Solved – Usable estimators for parameters in Gumbel distribution

distributionsestimationgumbel distributioniidrandom variable

The Gumbel distribution has the general form:
$$F(y)=\exp\left({-\exp{\left(-\frac{y-\mu}{\sigma}\right)}}\right), \quad y\in \mathbb{R}$$
where $\mu \in \mathbb{R}$ and $\sigma >0$. Let $W_1,…,W_n$ be random variables with that distribution and iid. I want to find good estimators for $\sigma$ and $\mu$. What would be the best way to do that?

Best Answer

The Gumbel distribution

The Gumbel distribution is often used to model the distribution of extreme values. It is one of the three particular cases of the more generalized extreme value distribution (GEV), namely when the parameter of the GEV $\xi$ equals $0$ (that's why the Gumbel distribution is sometimes called "type I extreme value distribution"). The case of parameter fitting using maximum likelihood estimation (MLE) of a Gumbel distribution is discussed in Stuart Coles' book An Introduction to Statistical Modeling of Extreme Values (pages 55 ff.).
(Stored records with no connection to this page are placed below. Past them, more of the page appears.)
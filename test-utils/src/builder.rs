use entity::prelude::*;
use sea_orm::{sea_query::TableCreateStatement, EntityTrait, Schema};

use crate::{context::TestContext, error::TestError};

/// SQL creating the partial unique index that backs the no-double-booking
/// rule in production. Tables built from entity schemas alone would miss it,
/// so booking tests add it explicitly to exercise the real constraint.
pub const BOOKING_ACTIVE_SLOT_INDEX: &str =
    "CREATE UNIQUE INDEX IF NOT EXISTS idx_booking_active_slot \
     ON booking (doctor_id, user_id, appointment_date, time_slot) \
     WHERE status <> 'cancelled'";

/// Declares the schema an individual test needs.
///
/// Tests chain `with_table()` calls (or one of the grouped helpers) to list
/// the entities they touch, then call `build()` to get a `TestContext` whose
/// in-memory database carries exactly those tables.
///
/// # Example
///
/// ```rust,ignore
/// use test_utils::builder::TestBuilder;
/// use entity::prelude::{Doctor, User};
///
/// let test = TestBuilder::new()
///     .with_table(User)
///     .with_table(Doctor)
///     .build()
///     .await?;
/// ```
pub struct TestBuilder {
    /// CREATE TABLE statements derived from entity models, applied in the
    /// order they were added.
    tables: Vec<TableCreateStatement>,

    /// Raw SQL applied after table creation, for schema elements the entity
    /// definitions cannot express, such as partial indexes.
    statements: Vec<String>,
}

impl TestBuilder {
    /// Creates a builder with no schema declared yet.
    ///
    /// # Returns
    /// - New `TestBuilder` instance with empty table configuration
    pub fn new() -> Self {
        Self {
            tables: Vec::new(),
            statements: Vec::new(),
        }
    }

    /// Declares a table derived from a SeaORM entity.
    ///
    /// The CREATE TABLE statement is generated with SQLite syntax and run
    /// when `build()` is called. Add tables in dependency order so foreign
    /// keys resolve against already-created tables.
    ///
    /// # Arguments
    /// - `entity` - Entity whose table the test needs
    ///
    /// # Returns
    /// - `Self` - Builder instance for method chaining
    pub fn with_table<E: EntityTrait>(mut self, entity: E) -> Self {
        let schema = Schema::new(sea_orm::DbBackend::Sqlite);
        self.tables.push(schema.create_table_from_entity(entity));
        self
    }

    /// Adds a raw SQL statement to run after all tables are created.
    ///
    /// # Arguments
    /// - `sql` - Statement to execute verbatim against the test database
    ///
    /// # Returns
    /// - `Self` - Builder instance for method chaining
    pub fn with_statement(mut self, sql: impl Into<String>) -> Self {
        self.statements.push(sql.into());
        self
    }

    /// Declares the tables booking tests depend on, in dependency order:
    /// User, Doctor, Booking.
    ///
    /// Also installs the partial unique index over active bookings so tests
    /// hit the same double-booking constraint the migrations create.
    ///
    /// # Returns
    /// - `Self` - Builder instance for method chaining
    ///
    /// # Example
    ///
    /// ```rust,ignore
    /// let test = TestBuilder::new()
    ///     .with_booking_tables()
    ///     .build()
    ///     .await?;
    /// ```
    pub fn with_booking_tables(self) -> Self {
        self.with_table(User)
            .with_table(Doctor)
            .with_table(Booking)
            .with_statement(BOOKING_ACTIVE_SLOT_INDEX)
    }

    /// Adds the three standalone clinic tables (lab, checkup, surgery).
    ///
    /// # Returns
    /// - `Self` - Builder instance for method chaining
    pub fn with_clinic_tables(self) -> Self {
        self.with_table(LabAppointment)
            .with_table(CheckupAppointment)
            .with_table(Surgery)
    }

    /// Opens the in-memory database and applies the declared schema.
    ///
    /// Tables are created first, in the order declared, and any raw
    /// statements run after that.
    ///
    /// # Returns
    /// - `Ok(TestContext)` - Context with the database and schema ready
    /// - `Err(TestError::Database)` - Connecting or applying the schema failed
    pub async fn build(self) -> Result<TestContext, TestError> {
        let mut setup = TestContext::new();

        setup.with_tables(self.tables).await?;
        setup.with_statements(self.statements).await?;

        Ok(setup)
    }
}
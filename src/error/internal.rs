use thiserror::Error;

/// Internal issues with the codebase indicating unexpected behavior & possible bugs
#[derive(Error, Debug)]
pub enum InternalError {
    /// A stored booking row holds a time slot outside the fixed slot list.
    ///
    /// Time slots are validated before insert, so an unknown value in the
    /// database points at a write path that bypassed validation. Results in
    /// a 500 Internal Server Error with a generic message returned to client.
    #[error("Stored time slot '{value}' is not a recognized slot")]
    InvalidTimeSlot {
        /// The stored string that failed to parse
        value: String,
    },

    /// A stored booking row holds a status outside the lifecycle set.
    ///
    /// Statuses are only written through the lifecycle endpoints, so an
    /// unknown value in the database points at a write path that bypassed
    /// them. Results in a 500 Internal Server Error with a generic message
    /// returned to client.
    #[error("Stored booking status '{value}' is not a recognized status")]
    InvalidStatus {
        /// The stored string that failed to parse
        value: String,
    },
}
//! Request and response DTOs for the HTTP API.
//!
//! Everything the API accepts or returns lives here. Response DTOs are wrapped
//! in the envelope types from [`api`]; request DTOs deliberately use lenient
//! `serde` defaults so that missing fields reach the validators and come back
//! as field-level errors instead of deserialization rejections.

pub mod api;
pub mod auth;
pub mod booking;
pub mod clinic;
pub mod doctor;
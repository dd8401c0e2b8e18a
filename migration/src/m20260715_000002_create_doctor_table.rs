use sea_orm_migration::{prelude::*, schema::*};

#[derive(DeriveMigrationName)]
pub struct Migration;

#[async_trait::async_trait]
impl MigrationTrait for Migration {
    async fn up(&self, manager: &SchemaManager) -> Result<(), DbErr> {
        manager
            .create_table(
                Table::create()
                    .table(Doctor::Table)
                    .if_not_exists()
                    .col(pk_auto(Doctor::Id))
                    .col(string(Doctor::Name))
                    .col(string(Doctor::Specialization))
                    .col(string(Doctor::Department))
                    .col(string_null(Doctor::PhotoUrl))
                    .col(
                        timestamp(Doctor::CreatedAt)
                            .default(Expr::current_timestamp())
                            .not_null(),
                    )
                    .to_owned(),
            )
            .await
    }

    async fn down(&self, manager: &SchemaManager) -> Result<(), DbErr> {
        manager
            .drop_table(Table::drop().table(Doctor::Table).to_owned())
            .await
    }
}

#[derive(DeriveIden)]
pub enum Doctor {
    Table,
    Id,
    Name,
    Specialization,
    Department,
    PhotoUrl,
    CreatedAt,
}
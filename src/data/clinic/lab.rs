use chrono::Utc;
use sea_orm::{ActiveModelTrait, ActiveValue, DatabaseConnection, DbErr};

use crate::model::clinic::{CreateLabAppointmentParams, LabAppointment};

/// Repository providing database operations for lab test appointments.
pub struct LabRepository<'a> {
    db: &'a DatabaseConnection,
}

impl<'a> LabRepository<'a> {
    /// Creates a new LabRepository instance.
    ///
    /// # Arguments
    /// - `db` - Reference to the database connection
    ///
    /// # Returns
    /// - `LabRepository` - New repository instance
    pub fn new(db: &'a DatabaseConnection) -> Self {
        Self { db }
    }

    /// Creates a new lab test appointment record.
    ///
    /// # Arguments
    /// - `params` - Appointment fields, already validated by the service layer
    ///
    /// # Returns
    /// - `Ok(LabAppointment)` - The created appointment
    /// - `Err(DbErr)` - Database error during insert
    pub async fn create(
        &self,
        params: CreateLabAppointmentParams,
    ) -> Result<LabAppointment, DbErr> {
        let entity = entity::lab_appointment::ActiveModel {
            name: ActiveValue::Set(params.name),
            email: ActiveValue::Set(params.email),
            phone: ActiveValue::Set(params.phone),
            test_type: ActiveValue::Set(params.test_type),
            date: ActiveValue::Set(params.date),
            created_at: ActiveValue::Set(Utc::now()),
            ..Default::default()
        }
        .insert(self.db)
        .await?;

        Ok(LabAppointment::from_entity(entity))
    }
}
The Gumbel distribution's CDF is $$ F_{X}(x)=\exp\left({-\exp{\left(-\frac{x-\mu}{\sigma}\right)}}\right), \quad x\in \mathbb{R} $$ with $\mu \in \mathbb{R}$ and $\sigma >0$. The PDF is given by the expression

$$ f_{X}(x)=\frac{1}{\sigma}\exp{\left(-\frac{x-\mu}{\sigma} \right)}\cdot \exp{\left\{ -\exp{\left(-\frac{x-\mu}{\sigma}\right)}\right\}} $$

Finally, the quantile function (i.e. inverse CDF) for probability $p$ is given by $$ Q(p)=\mu-\sigma\cdot\log{\left(-\log{\left(p\right)}\right)}. $$

We will need those definitions later in R.

Parameter estimation

Given that $X_1,...,X_n$ are iid variables following a Gumbel distribution, the log-likelihood is $$ \ell(\mu,\sigma)=-n\log{(\sigma)}-\sum_{i=1}^{n}\left(\frac{x_{i}-\mu}{\sigma}\right)-\sum_{i=1}^{n}\exp{\left\{-\left(\frac{x_{i}-\mu}{\sigma}\right) \right\}}. $$ The log-likelihood can be maximized using standard numerical optimization algorithms.
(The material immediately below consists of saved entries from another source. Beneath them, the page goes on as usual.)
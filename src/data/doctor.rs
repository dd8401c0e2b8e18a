//! Doctor data repository for database operations.
//!
//! This module provides the `DoctorRepository` for managing the doctor directory.
//! Doctors are created by administrators and listed publicly, so the queries here
//! back both the public browsing endpoints and the admin management endpoint.

use chrono::Utc;
use sea_orm::{
    ActiveModelTrait, ActiveValue, ColumnTrait, DatabaseConnection, DbErr, EntityTrait,
    QueryFilter, QueryOrder,
};

use crate::model::doctor::{CreateDoctorParams, Doctor};

/// Repository providing database operations for the doctor directory.
pub struct DoctorRepository<'a> {
    db: &'a DatabaseConnection,
}

impl<'a> DoctorRepository<'a> {
    /// Creates a new DoctorRepository instance.
    ///
    /// # Arguments
    /// - `db` - Reference to the database connection
    ///
    /// # Returns
    /// - `DoctorRepository` - New repository instance
    pub fn new(db: &'a DatabaseConnection) -> Self {
        Self { db }
    }

    /// Creates a new doctor record.
    ///
    /// # Arguments
    /// - `params` - Doctor profile fields, already validated by the service layer
    ///
    /// # Returns
    /// - `Ok(Doctor)` - The created doctor
    /// - `Err(DbErr)` - Database error during insert
    pub async fn create(&self, params: CreateDoctorParams) -> Result<Doctor, DbErr> {
        let entity = entity::doctor::ActiveModel {
            name: ActiveValue::Set(params.name),
            specialization: ActiveValue::Set(params.specialization),
            department: ActiveValue::Set(params.department),
            photo_url: ActiveValue::Set(params.photo_url),
            created_at: ActiveValue::Set(Utc::now()),
            ..Default::default()
        }
        .insert(self.db)
        .await?;

        Ok(Doctor::from_entity(entity))
    }

    /// Gets a doctor by id.
    ///
    /// # Arguments
    /// - `id` - Doctor id from a path parameter or a booking row
    ///
    /// # Returns
    /// - `Ok(Some(Doctor))` - Doctor found
    /// - `Ok(None)` - No doctor with that id
    /// - `Err(DbErr)` - Database error during query
    pub async fn get_by_id(&self, id: i32) -> Result<Option<Doctor>, DbErr> {
        let entity = entity::prelude::Doctor::find_by_id(id).one(self.db).await?;

        Ok(entity.map(Doctor::from_entity))
    }

    /// Gets all doctors ordered by name, optionally restricted to one department.
    ///
    /// # Arguments
    /// - `department` - Exact department name to filter by, or `None` for all doctors
    ///
    /// # Returns
    /// - `Ok(Vec<Doctor>)` - Matching doctors in ascending name order
    /// - `Err(DbErr)` - Database error during query
    pub async fn get_all(&self, department: Option<&str>) -> Result<Vec<Doctor>, DbErr> {
        let mut query =
            entity::prelude::Doctor::find().order_by_asc(entity::doctor::Column::Name);

        if let Some(department) = department {
            query = query.filter(entity::doctor::Column::Department.eq(department));
        }

        let entities = query.all(self.db).await?;

        Ok(entities.into_iter().map(Doctor::from_entity).collect())
    }
}
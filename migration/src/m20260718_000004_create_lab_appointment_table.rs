use sea_orm_migration::{prelude::*, schema::*};

#[derive(DeriveMigrationName)]
pub struct Migration;

#[async_trait::async_trait]
impl MigrationTrait for Migration {
    async fn up(&self, manager: &SchemaManager) -> Result<(), DbErr> {
        manager
            .create_table(
                Table::create()
                    .table(LabAppointment::Table)
                    .if_not_exists()
                    .col(pk_auto(LabAppointment::Id))
                    .col(string(LabAppointment::Name))
                    .col(string(LabAppointment::Email))
                    .col(string(LabAppointment::Phone))
                    .col(string(LabAppointment::TestType))
                    .col(date(LabAppointment::Date))
                    .col(
                        timestamp(LabAppointment::CreatedAt)
                            .default(Expr::current_timestamp())
                            .not_null(),
                    )
                    .to_owned(),
            )
            .await
    }

    async fn down(&self, manager: &SchemaManager) -> Result<(), DbErr> {
        manager
            .drop_table(Table::drop().table(LabAppointment::Table).to_owned())
            .await
    }
}

#[derive(DeriveIden)]
pub enum LabAppointment {
    Table,
    Id,
    Name,
    Email,
    Phone,
    TestType,
    Date,
    CreatedAt,
}
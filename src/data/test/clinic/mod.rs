use crate::{
    data::clinic::{CheckupRepository, LabRepository, SurgeryRepository},
    model::clinic::{CreateCheckupAppointmentParams, CreateLabAppointmentParams, CreateSurgeryParams},
};
use chrono::{Duration, Utc};
use sea_orm::DbErr;
use test_utils::builder::TestBuilder;

mod checkup;
mod lab;
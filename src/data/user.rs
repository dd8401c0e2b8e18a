//! User data repository for database operations.
//!
//! This module provides the `UserRepository` for managing user accounts in the database.
//! It handles account creation, lookups by id and email, and the admin existence check
//! used during first-time setup, with proper conversion between entity models and domain
//! models at the infrastructure boundary.

use chrono::Utc;
use sea_orm::{
    ActiveModelTrait, ActiveValue, ColumnTrait, DatabaseConnection, DbErr, EntityTrait,
    PaginatorTrait, QueryFilter,
};

use crate::model::user::{CreateUserParams, User};

/// Repository providing database operations for user accounts.
///
/// This struct holds a reference to the database connection and provides methods
/// for creating and querying user records.
pub struct UserRepository<'a> {
    db: &'a DatabaseConnection,
}

impl<'a> UserRepository<'a> {
    /// Creates a new UserRepository instance.
    ///
    /// # Arguments
    /// - `db` - Reference to the database connection
    ///
    /// # Returns
    /// - `UserRepository` - New repository instance
    pub fn new(db: &'a DatabaseConnection) -> Self {
        Self { db }
    }

    /// Creates a new user account.
    ///
    /// The email column carries a unique index, so inserting an address that is
    /// already registered surfaces as a unique constraint violation for the
    /// caller to map.
    ///
    /// # Arguments
    /// - `params` - Account fields including the already-hashed password
    ///
    /// # Returns
    /// - `Ok(User)` - The created user
    /// - `Err(DbErr)` - Database error during insert, including unique violations
    pub async fn create(&self, params: CreateUserParams) -> Result<User, DbErr> {
        let now = Utc::now();

        let entity = entity::user::ActiveModel {
            name: ActiveValue::Set(params.name),
            email: ActiveValue::Set(params.email),
            password_hash: ActiveValue::Set(params.password_hash),
            phone: ActiveValue::Set(params.phone),
            admin: ActiveValue::Set(params.admin),
            created_at: ActiveValue::Set(now),
            updated_at: ActiveValue::Set(now),
            ..Default::default()
        }
        .insert(self.db)
        .await?;

        Ok(User::from_entity(entity))
    }

    /// Finds a user by their id.
    ///
    /// # Arguments
    /// - `id` - User id from the session or a path parameter
    ///
    /// # Returns
    /// - `Ok(Some(User))` - User found with full data
    /// - `Ok(None)` - No user with that id
    /// - `Err(DbErr)` - Database error during query
    pub async fn find_by_id(&self, id: i32) -> Result<Option<User>, DbErr> {
        let entity = entity::prelude::User::find_by_id(id).one(self.db).await?;

        Ok(entity.map(User::from_entity))
    }

    /// Finds a user by their email address.
    ///
    /// Used by login to locate the account to verify credentials against.
    ///
    /// # Arguments
    /// - `email` - Email address as submitted, already normalized by the caller
    ///
    /// # Returns
    /// - `Ok(Some(User))` - User found with full data
    /// - `Ok(None)` - No user registered under that address
    /// - `Err(DbErr)` - Database error during query
    pub async fn find_by_email(&self, email: &str) -> Result<Option<User>, DbErr> {
        let entity = entity::prelude::User::find()
            .filter(entity::user::Column::Email.eq(email))
            .one(self.db)
            .await?;

        Ok(entity.map(User::from_entity))
    }

    /// Checks if any admin users exist in the database.
    ///
    /// Performs a count query filtered by admin status to determine if the application
    /// has at least one admin user. Used during startup to decide whether a one-time
    /// admin setup code should be issued.
    ///
    /// # Returns
    /// - `Ok(true)` - At least one admin user exists in the database
    /// - `Ok(false)` - No admin users exist (first-time setup scenario)
    /// - `Err(DbErr)` - Database error during count query
    pub async fn admin_exists(&self) -> Result<bool, DbErr> {
        let admin_count = entity::prelude::User::find()
            .filter(entity::user::Column::Admin.eq(true))
            .count(self.db)
            .await?;

        Ok(admin_count > 0)
    }
}
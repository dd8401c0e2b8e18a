use super::*;


/// Tests empty permission list grants access.
///
/// Verifies that when no permissions are required, any authenticated
/// user with a valid database record is granted access.
///
/// Expected: Ok(User)
#[tokio::test]
async fn empty_permission_list_grants_access() -> Result<(), AppError> {
    let mut test = TestBuilder::new()
        .with_table(entity::prelude::User)
        .build()
        .await
        .unwrap();
    let (db, session) = test.db_and_session().await.unwrap();

    // Create regular user
    let user = factory::user::UserFactory::new(db).admin(false).build().await?;

    // Set user in session
    let auth_session = AuthSession::new(session);
    auth_session.set_user_id(user.id).await?;

    // Check with empty permissions list
    let auth_guard = AuthGuard::new(db, session);
    let result = auth_guard.require(&[]).await;

    assert!(result.is_ok());
    let returned_user = result.unwrap();
    assert_eq!(returned_user.id, user.id);
    assert_eq!(returned_user.email, user.email);

    Ok(())
}

/// Tests unauthenticated request is rejected.
///
/// Verifies that the AuthGuard denies access when the session carries
/// no user id at all.
///
/// Expected: Err(AuthError::UserNotInSession)
#[tokio::test]
async fn denies_access_without_session_user() -> Result<(), AppError> {
    let mut test = TestBuilder::new()
        .with_table(entity::prelude::User)
        .build()
        .await
        .unwrap();
    let (db, session) = test.db_and_session().await.unwrap();

    let auth_guard = AuthGuard::new(db, session);
    let result = auth_guard.require(&[]).await;

    assert!(result.is_err());
    match result.unwrap_err() {
        AppError::AuthErr(AuthError::UserNotInSession) => {}
        e => panic!("Expected UserNotInSession error, got: {:?}", e),
    }

    Ok(())
}

/// Tests session referencing a deleted user is rejected.
///
/// Verifies that the AuthGuard denies access when the session user id
/// has no matching database record.
///
/// Expected: Err(AuthError::UserNotInDatabase)
#[tokio::test]
async fn denies_access_for_stale_session_user() -> Result<(), AppError> {
    let mut test = TestBuilder::new()
        .with_table(entity::prelude::User)
        .build()
        .await
        .unwrap();
    let (db, session) = test.db_and_session().await.unwrap();

    // Session points at a user that was never created
    let auth_session = AuthSession::new(session);
    auth_session.set_user_id(999).await?;

    let auth_guard = AuthGuard::new(db, session);
    let result = auth_guard.require(&[]).await;

    assert!(result.is_err());
    match result.unwrap_err() {
        AppError::AuthErr(AuthError::UserNotInDatabase(user_id)) => {
            assert_eq!(user_id, 999);
        }
        e => panic!("Expected UserNotInDatabase error, got: {:?}", e),
    }

    Ok(())
}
In their book Statistical Distributions, Forbes et al. (2010) provide the MLE estimates for $\mu$ and $\sigma$. Namely, the estimators $\hat{\mu},\hat{\sigma}$ are the solutions of the simultaneous equations $$ \begin{align} \hat{\mu} &=-\hat{\sigma}\log{\left[\frac{1}{n}\sum_{i=1}^{n}\exp{\left(-\frac{x_{i}}{\hat{\sigma}}\right)} \right]}\\ \hat{\sigma} &= \bar{x}-\frac{\sum_{i=1}^{n} x_{i}\exp{\left(-\frac{x_{i}}{\hat{\sigma}}\right)}}{ \sum_{i=1}^{n} \exp{\left(-\frac{x_{i}}{\hat{\sigma}}\right)}}\\ \end{align} $$ where $\bar{x}$ denotes the sample mean.

The maximum likelihood estimation can be done in R (other statistical packages such as Stata and SAS provide similar capacities). Because the Gumbel distribution is not available by default in R, we have to define the CDF, PDF and quantile function, which is straightforward. Here is an example R-script that does the trick:

#=================================================================================
# Load package
#=================================================================================

library(fitdistrplus)

#=================================================================================
# Define the PDF, CDF and quantile function for the Gumbel distribution
#=================================================================================

dgumbel <- function(x,mu,s){ # PDF
  exp((mu - x)/s - exp((mu - x)/s))/s
}

pgumbel <- function(q,mu,s){ # CDF
  exp(-exp(-((q - mu)/s)))
}

qgumbel <- function(p, mu, s){ # quantile function
  mu-s*log(-log(p))
}

#=================================================================================
# Some data (annual maximum mean daily flows ("annual floods"))
#=================================================================================

flood.data <- c(312,590,248,670,365,770,465,545,315,115,232,260,655,675,
              455,1020,700,570,853,395,926,99,680,121,976,916,921,191,
              187,377,128,582,744,710,520,672,645,655,918,512,255,1126,
              1386,1394,600,950,731,700,1407,1284,165,1496,809)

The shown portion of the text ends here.